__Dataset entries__
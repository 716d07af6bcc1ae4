//! Patient models.

use serde::{Deserialize, Serialize};

use super::RecordId;

/// A patient record as returned by `/api/patients`.
#[derive(Debug, Clone, Serialize, Deserialize, PartialEq)]
pub struct Patient {
    /// Backend ID
    pub id: RecordId,
    /// Full name
    pub name: String,
    #[serde(default)]
    pub gender: Option<String>,
    /// Date of birth (ISO date)
    #[serde(default)]
    pub dob: Option<String>,
    #[serde(default)]
    pub blood_type: Option<String>,
    #[serde(default)]
    pub contact_number: Option<String>,
    #[serde(default)]
    pub email: Option<String>,
    #[serde(default)]
    pub address: Option<String>,
    /// Free-text medical history
    #[serde(default)]
    pub medical_history: Option<String>,
    /// Free-text allergies
    #[serde(default)]
    pub allergies: Option<String>,
}

/// Body of `POST /api/patients`.
///
/// Optional fields serialize as `null` when absent, never as `""`.
#[derive(Debug, Clone, Serialize, Deserialize, PartialEq)]
pub struct NewPatient {
    pub name: String,
    pub gender: Option<String>,
    pub dob: Option<String>,
    pub blood_type: Option<String>,
    pub contact_number: String,
    pub email: Option<String>,
    pub address: Option<String>,
    pub medical_history: Option<String>,
    pub allergies: Option<String>,
}

impl NewPatient {
    /// Create a payload with only the required fields set.
    pub fn new(name: impl Into<String>, contact_number: impl Into<String>) -> Self {
        Self {
            name: name.into(),
            gender: None,
            dob: None,
            blood_type: None,
            contact_number: contact_number.into(),
            email: None,
            address: None,
            medical_history: None,
            allergies: None,
        }
    }
}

__TO DO__
Copy the lines of the entries above that mention "struct".

__THE COMPLETED TASK__
pub struct Patient {
pub struct NewPatient {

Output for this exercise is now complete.